Effective kp-Hamiltonian and correct boundary conditions for envelope functions in A3B5-heterostructures. Method of invariants

TL;DR

This paper develops an effective kp-Hamiltonian with position-dependent parameters and correct boundary conditions for electrons and holes in A3B5-heterostructures, accounting for interface effects and spin-orbit interactions.

Contribution

It introduces a new form of kp-Hamiltonian incorporating interface-induced quadratic and linear terms, enabling accurate boundary conditions for heterostructure envelope functions.

Findings

Derived the two-band hole kp-Hamiltonian considering interface effects.

Identified additional terms in Hamiltonian due to interface spin-orbit interaction.

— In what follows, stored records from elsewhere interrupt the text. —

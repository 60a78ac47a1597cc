//! Fan-out tests for the dispatcher.

#![allow(clippy::unwrap_used)]

use std::sync::Arc;

use anyhow::Result;
use courier_core::{
    DeliveryStatus, Endpoint, EndpointStatus, FilterCondition, FilterConditions, SourceRef,
    TenantId, TestClock,
};
use courier_delivery::{
    seed_catalog, storage::mock::MockDeliveryStorage, DeliveryStorage, DispatchOutcome, Dispatcher,
};
use serde_json::json;

async fn setup() -> (Arc<MockDeliveryStorage>, Dispatcher, TenantId) {
    let storage = Arc::new(MockDeliveryStorage::new());
    seed_catalog(storage.as_ref()).await.unwrap();
    let dispatcher = Dispatcher::new(storage.clone(), Arc::new(TestClock::new()));
    (storage, dispatcher, TenantId::new())
}

async fn register(
    storage: &MockDeliveryStorage,
    tenant_id: TenantId,
    name: &str,
    events: &[&str],
) -> Endpoint {
    let endpoint = Endpoint::new(
        tenant_id,
        name,
        format!("https://{name}.example.com/hook"),
        "whsec_dispatch",
        chrono::Utc::now(),
    )
    .subscribed_to(events.iter().copied());
    storage.create_endpoint(endpoint.clone()).await.unwrap();
    endpoint
}

#[tokio::test]
async fn fans_out_one_delivery_per_matching_endpoint() -> Result<()> {
    let (storage, dispatcher, tenant) = setup().await;
    for name in ["a", "b", "c"] {
        register(&storage, tenant, name, &["transaction.completed"]).await;
    }
    register(&storage, tenant, "other-type", &["user.created"]).await;
    register(&storage, TenantId::new(), "other-tenant", &["transaction.completed"]).await;

    let source = SourceRef::new("transaction", "tx-991");
    let event_id = dispatcher
        .dispatch_event("transaction.completed", json!({"amount": 10}), tenant, Some(source.clone()))
        .await;

    let deliveries = storage.find_deliveries_by_event(event_id).await?;
    assert_eq!(deliveries.len(), 3);
    for delivery in &deliveries {
        assert_eq!(delivery.status, DeliveryStatus::Pending);
        assert_eq!(delivery.attempt_number, 1);
        assert_eq!(delivery.max_attempts, 4);
        assert_eq!(delivery.event_id, event_id);
        assert!(delivery.next_retry_at.is_some());
    }

    let log = storage.find_event_log(event_id).await?.unwrap();
    assert_eq!(log.endpoints_notified, 3);
    assert!(log.is_processed);
    assert_eq!(log.source, Some(source));
    Ok(())
}

#[tokio::test]
async fn unknown_and_inactive_types_are_silent_no_ops() -> Result<()> {
    let (storage, dispatcher, tenant) = setup().await;
    register(&storage, tenant, "maint", &["system.maintenance"]).await;
    storage.set_event_definition_active("system.maintenance".into(), false).await?;

    let unknown = dispatcher.dispatch_event("nope.never", json!({}), tenant, None).await;
    let inactive = dispatcher.dispatch_event("system.maintenance", json!({}), tenant, None).await;

    assert_ne!(unknown, inactive);
    assert!(storage.event_logs().await.is_empty());
    assert!(storage.deliveries().await.is_empty());
    Ok(())
}

#[tokio::test]
async fn no_subscribers_still_records_the_occurrence() -> Result<()> {
    let (storage, dispatcher, tenant) = setup().await;

    let outcome = dispatcher
        .try_dispatch(courier_core::EventId::new(), "user.deleted", json!({}), tenant, None)
        .await?;

    assert_eq!(outcome, DispatchOutcome::Dispatched { deliveries: vec![] });
    let logs = storage.event_logs().await;
    assert_eq!(logs.len(), 1);
    assert_eq!(logs[0].endpoints_notified, 0);
    assert_eq!(logs[0].success_rate(), None);
    Ok(())
}

#[tokio::test]
async fn non_active_endpoints_are_skipped() -> Result<()> {
    let (storage, dispatcher, tenant) = setup().await;
    let live = register(&storage, tenant, "live", &["user.created"]).await;
    for (name, status) in
        [("paused", EndpointStatus::Inactive), ("tripped", EndpointStatus::Suspended)]
    {
        let mut endpoint = register(&storage, tenant, name, &["user.created"]).await;
        endpoint.status = status;
        storage.put_endpoint(endpoint).await;
    }

    let event_id = dispatcher.dispatch_event("user.created", json!({}), tenant, None).await;

    let deliveries = storage.find_deliveries_by_event(event_id).await?;
    assert_eq!(deliveries.len(), 1);
    assert_eq!(deliveries[0].endpoint_id, live.id);
    Ok(())
}

#[tokio::test]
async fn filter_selects_on_payload_and_ignores_absent_fields() -> Result<()> {
    let (storage, dispatcher, tenant) = setup().await;
    let mut critical = register(&storage, tenant, "critical-only", &["system.maintenance"]).await;
    critical.filter_conditions.0 =
        FilterConditions::new().with("status", FilterCondition::equals("critical"));
    storage.put_endpoint(critical.clone()).await;

    let matching = dispatcher
        .dispatch_event("system.maintenance", json!({"status": "critical"}), tenant, None)
        .await;
    let other = dispatcher
        .dispatch_event("system.maintenance", json!({"status": "minor"}), tenant, None)
        .await;
    let absent = dispatcher.dispatch_event("system.maintenance", json!({}), tenant, None).await;

    assert_eq!(storage.find_deliveries_by_event(matching).await?.len(), 1);
    assert_eq!(storage.find_deliveries_by_event(other).await?.len(), 0);
    assert_eq!(storage.find_deliveries_by_event(absent).await?.len(), 1);
    Ok(())
}

#[tokio::test]
async fn low_stock_reaches_only_the_unfiltered_endpoint() -> Result<()> {
    let (storage, dispatcher, tenant) = setup().await;
    let plain = register(&storage, tenant, "warehouse", &["inventory.low_stock"]).await;
    let mut picky = register(&storage, tenant, "bulk-only", &["inventory.low_stock"]).await;
    picky.filter_conditions.0 = FilterConditions::new().with("quantity", FilterCondition::equals(10));
    storage.put_endpoint(picky).await;

    let event_id = dispatcher
        .dispatch_event(
            "inventory.low_stock",
            json!({"item_code": "X1", "quantity": 2}),
            tenant,
            None,
        )
        .await;

    let deliveries = storage.find_deliveries_by_event(event_id).await?;
    assert_eq!(deliveries.len(), 1);
    assert_eq!(deliveries[0].endpoint_id, plain.id);
    assert_eq!(storage.find_event_log(event_id).await?.unwrap().endpoints_notified, 1);
    Ok(())
}

#[tokio::test]
async fn storage_failure_is_swallowed_and_leaves_nothing_behind() -> Result<()> {
    let (storage, dispatcher, tenant) = setup().await;
    register(&storage, tenant, "a", &["payment.failed"]).await;
    storage.inject_dispatch_error("connection reset").await;

    let event_id = dispatcher.dispatch_event("payment.failed", json!({}), tenant, None).await;

    assert!(storage.find_event_log(event_id).await?.is_none());
    assert!(storage.deliveries().await.is_empty());

    // The injected failure is one-shot.
    let retried = dispatcher.dispatch_event("payment.failed", json!({}), tenant, None).await;
    assert_eq!(storage.find_deliveries_by_event(retried).await?.len(), 1);
    Ok(())
}

#[tokio::test]
async fn direct_delivery_ignores_subscriptions() -> Result<()> {
    let (storage, dispatcher, tenant) = setup().await;
    let endpoint = register(&storage, tenant, "unsubscribed", &[]).await;

    let delivery = dispatcher
        .dispatch_to_endpoint(&endpoint, "system.test", json!({"message": "ping"}))
        .await?;

    assert_eq!(delivery.endpoint_id, endpoint.id);
    let log = storage.find_event_log(delivery.event_id).await?.unwrap();
    assert_eq!(log.event_type, "system.test");
    assert_eq!(log.endpoints_notified, 1);

    // Stored already claimed, so no worker can pick it up.
    let stored = storage.find_delivery(delivery.id).await?.unwrap();
    assert_eq!(stored.status, DeliveryStatus::Sending);
    assert_eq!(stored.sent_at, Some(delivery.created_at));
    let later = delivery.created_at + chrono::Duration::hours(1);
    assert!(storage.find_due_pending(later, 100).await?.is_empty());
    Ok(())
}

Provided a method to obtain correct boundary conditions for arbitrary heterointerface orientations.

Abstract

Method of invariants is used to obtain effective kp-Hamiltonian with position-dependent band parameters and correct boundary conditions for electron and hole envelope functions in A3B5-heterostructures with arbitrary interface orientation. It is shown that the presence of heterointerface yields additional quadratic-in-k and linear-in-k terms in kinetic energy operator of electron and hole due to non-commutativity of position-dependent band parameters and momentum operator. In particular, the conduction band Hamiltonian is determined by two position-dependent band parameters. Similarly for description of the valence band kp-Hamiltonian the three Luttinger parameters are no longer sufficient, and introducing of two additional parameters that determine quadratic-in-k terms, and additional nonrelativistic linear-in-k term, is necessary. The additional terms appear in kp-Hamiltonians due to interface effective spin-orbit interaction and variation of the Bloch functions across the interface. In the framework of this approach the two band hole kp-Hamiltonian is derived. Presence of heterointerface gives rise to short range interface corrections, which are determined by the method of invariants. The new form of the Hamiltonian allows us to obtain the correct boundary conditions for envelope functions of electron and hole in A3B5-heterostructures with arbitrary orientated abrupt heterointerfaces.